I’ve talked about it a bit already in a recent YouTube video, but I thought it would be a good idea to discuss this topic in a decent article as well. As some of you know, I’m taking a little break from my studies, and there’s a reason behind that. A pretty good reason if you ask me. I wanted to talk about it, because sometimes study breaks are a bit of a taboo. It’s expected that you just go to college and get your degree. But what if there’s something stopping you? I thought I’d discuss this topic a bit, to help people out who are also thinking about taking a break. Let’s get into it.

I am currently in my third year of getting my bachelor’s degree in Medical Biology. If I was going on track, I would’ve gotten my diploma this summer. However, that’s not the case now. I’ve finished almost all my courses already and I’ve gotten almost all my CSE’s. Which is great! I only need to do one more thing: a small internship. And that’s kind of where the problem lies in my case. I want to do an internship at the University Medical Center that’s linked to my university. However, due to corona, it was a struggle to get an internship spot. I nearly got a spot at the department of infectious diseases, but, as you can understand, this department was extremely busy with the current situation.
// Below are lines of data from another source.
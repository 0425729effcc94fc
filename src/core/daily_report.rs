//! Daily-report review workflow. Same state machine as WFH approval;
//! creation and review are independent actions (review never requires a
//! prior check-in), and review is single-shot: an already-decided report
//! fails with `AlreadyProcessed` just like a decided WFH request.

use chrono::{DateTime, NaiveDate, Utc};
use serde::Serialize;
use sqlx::MySqlPool;
use utoipa::ToSchema;

use crate::core::notify;
use crate::core::page::{PageMeta, PageParams};
use crate::error::{AppError, is_duplicate_key};
use crate::model::attachment::Attachment;
use crate::model::daily_report::DailyReport;
use crate::model::notification::NotificationType;
use crate::model::user::UserSlim;
use crate::model::wfh::{ApprovalStatus, Decision};

/// One report per (user, date), settled by the unique key.
pub async fn create(
    pool: &MySqlPool,
    user_id: u64,
    date: NaiveDate,
    content: &str,
) -> Result<DailyReport, AppError> {
    let result =
        sqlx::query("INSERT INTO daily_reports (user_id, date, content) VALUES (?, ?, ?)")
            .bind(user_id)
            .bind(date)
            .bind(content)
            .execute(pool)
            .await;

    let inserted = match result {
        Ok(done) => done,
        Err(e) if is_duplicate_key(&e) => {
            return Err(AppError::DuplicateRequest("Daily report"));
        }
        Err(e) => return Err(e.into()),
    };

    let report = sqlx::query_as::<_, DailyReport>("SELECT * FROM daily_reports WHERE id = ?")
        .bind(inserted.last_insert_id())
        .fetch_one(pool)
        .await?;

    tracing::info!(user_id, date = %date, "Daily report submitted");
    Ok(report)
}

/// Review a pending report with HR feedback and notify the author.
pub async fn review(
    pool: &MySqlPool,
    report_id: u64,
    feedback: &str,
    decision: Decision,
    reviewer_id: u64,
    now: DateTime<Utc>,
) -> Result<DailyReport, AppError> {
    let existing = sqlx::query_as::<_, DailyReport>("SELECT * FROM daily_reports WHERE id = ?")
        .bind(report_id)
        .fetch_optional(pool)
        .await?
        .ok_or(AppError::NotFound("Daily report"))?;

    let next = existing.status.decide(decision)?;

    let done = sqlx::query(
        r#"
        UPDATE daily_reports
        SET status = ?, hr_feedback = ?, approved_by = ?, approved_at = ?
        WHERE id = ? AND status = ?
        "#,
    )
    .bind(next)
    .bind(feedback)
    .bind(reviewer_id)
    .bind(now)
    .bind(report_id)
    .bind(ApprovalStatus::Pending)
    .execute(pool)
    .await?;

    if done.rows_affected() == 0 {
        return Err(AppError::AlreadyProcessed);
    }

    let kind = match decision {
        Decision::Approved => NotificationType::Success,
        Decision::Rejected => NotificationType::Warning,
    };
    notify::notify_user(
        pool,
        existing.user_id,
        "Daily report reviewed",
        &format!(
            "Your report for {} has been {}",
            existing.date,
            next.to_string().to_lowercase()
        ),
        kind,
    )
    .await?;

    tracing::info!(report_id, reviewer_id, status = %next, "Daily report reviewed");

    Ok(DailyReport {
        status: next,
        hr_feedback: Some(feedback.to_string()),
        approved_by: Some(reviewer_id),
        approved_at: Some(now),
        ..existing
    })
}

#[derive(Debug, Serialize, ToSchema)]
pub struct DailyReportEntry {
    #[serde(flatten)]
    pub report: DailyReport,
    pub user: UserSlim,
    pub attachments: Vec<Attachment>,
}

#[derive(sqlx::FromRow)]
struct ReportJoinRow {
    #[sqlx(flatten)]
    report: DailyReport,
    user_name: String,
    user_email: String,
    user_department: Option<String>,
}

#[derive(Debug, Clone, Default)]
pub struct DailyReportFilter {
    pub status: Option<ApprovalStatus>,
    pub start_date: Option<NaiveDate>,
    pub end_date: Option<NaiveDate>,
}

async fn attachments_for(
    pool: &MySqlPool,
    report_ids: &[u64],
) -> Result<Vec<Attachment>, AppError> {
    if report_ids.is_empty() {
        return Ok(Vec::new());
    }

    let placeholders = vec!["?"; report_ids.len()].join(", ");
    let sql = format!(
        "SELECT * FROM attachments WHERE daily_report_id IN ({})",
        placeholders
    );
    let mut query = sqlx::query_as::<_, Attachment>(&sql);
    for id in report_ids {
        query = query.bind(*id);
    }
    Ok(query.fetch_all(pool).await?)
}

/// One employee's reports, newest report date first.
pub async fn for_user(
    pool: &MySqlPool,
    user_id: u64,
    filter: &DailyReportFilter,
    page: PageParams,
) -> Result<(Vec<DailyReportEntry>, PageMeta), AppError> {
    let mut where_sql = String::from(" WHERE r.user_id = ?");
    if filter.status.is_some() {
        where_sql.push_str(" AND r.status = ?");
    }
    if filter.start_date.is_some() {
        where_sql.push_str(" AND r.date >= ?");
    }
    if filter.end_date.is_some() {
        where_sql.push_str(" AND r.date <= ?");
    }

    let count_sql = format!("SELECT COUNT(*) FROM daily_reports r{}", where_sql);
    let mut count_q = sqlx::query_scalar::<_, i64>(&count_sql).bind(user_id);
    if let Some(status) = filter.status {
        count_q = count_q.bind(status);
    }
    if let Some(start) = filter.start_date {
        count_q = count_q.bind(start);
    }
    if let Some(end) = filter.end_date {
        count_q = count_q.bind(end);
    }
    let total = count_q.fetch_one(pool).await?;

    let data_sql = format!(
        r#"
        SELECT r.*, u.name AS user_name, u.email AS user_email, u.department AS user_department
        FROM daily_reports r
        JOIN users u ON u.id = r.user_id
        {}
        ORDER BY r.date DESC
        LIMIT ? OFFSET ?
        "#,
        where_sql
    );
    let mut data_q = sqlx::query_as::<_, ReportJoinRow>(&data_sql).bind(user_id);
    if let Some(status) = filter.status {
        data_q = data_q.bind(status);
    }
    if let Some(start) = filter.start_date {
        data_q = data_q.bind(start);
    }
    if let Some(end) = filter.end_date {
        data_q = data_q.bind(end);
    }
    let rows = data_q
        .bind(page.limit)
        .bind(page.offset())
        .fetch_all(pool)
        .await?;

    let ids: Vec<u64> = rows.iter().map(|row| row.report.id).collect();
    let attachments = attachments_for(pool, &ids).await?;

    let entries = rows
        .into_iter()
        .map(|row| {
            let own: Vec<Attachment> = attachments
                .iter()
                .filter(|a| a.daily_report_id == Some(row.report.id))
                .cloned()
                .collect();
            DailyReportEntry {
                user: UserSlim {
                    id: row.report.user_id,
                    name: row.user_name,
                    email: row.user_email,
                    department: row.user_department,
                },
                attachments: own,
                report: row.report,
            }
        })
        .collect();

    Ok((entries, page.meta(total)))
}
So, it was nearing the date that I was supposed to start my internship, but I still didn’t have a spot. Thankfully, my study advisors were working their butts off to help the students that lost their internship spots or didn’t have one yet due to corona. They came up with a wonderful solution: a list of available internships which could start this quarter. You’d just have to give your top five of that list and you would get assigned to one of those internships. A great solution! However, there was only one internship on the list that interested me, and most of the others involved programming, which I didn’t study for. So, I was in doubt if I should respond to that list.

Another thing that was going on in my head was the fact that I’m not quite sure what I want in life. I like my study a lot and I’m definitely planning on continuing it and getting both my bachelor’s and master’s degree, but I’m not sure if being a scientist is what I want to do with the rest of my life. So to me, it was very important that I could actually do a physical internship in a laboratory as well. I want to know if I like that type of work. However, that’s not possible during this corona time. If I’d do an internship now, I’d just sit behind my computer all day analyzing data. Which is also fun, but not why I want to do an internship and it wouldn’t completely help me figure out what I want to do. So I’ve been struggling with that for a bit now as well. If I could, I would turn my blog and YouTube into a full-time job and I’d do that for, at least, the next couple of years. But right now, that isn’t an option. So the only thing that I’m working towards is working in a laboratory, and I’m not a hundred percent sure if I want to do that. That’s kind of what’s going on in my head right now.

To get back to that internship list of which I could choose, I decided it was better if I didn’t do an internship right now. If I would do it this quarter, I would do an internship which I wasn’t fully interested in, plus I didn’t get the laboratory aspect which I really want in an internship. So, I’m doing my internship in the first quarter of next academic year. That also means that this quarter, I’m not doing anything uni-related, so I’m on a uni break. I do have some retakes at the end of this quarter, but that’s it. And I think it’s a great decision for me. I just felt like everything was moving too fast and I’m not ready for a lot of change yet. This feeling is elevated because I don’t know what I want to do with my life. It’s all just a tad bit scary, so it’s great for me that I’m just taking my time now. I’m going to spend this quarter figuring out what I want and spending a lot of time working on myself. Then next year I’ll do my internship and immediately move on to my master, so I only have a three month delay.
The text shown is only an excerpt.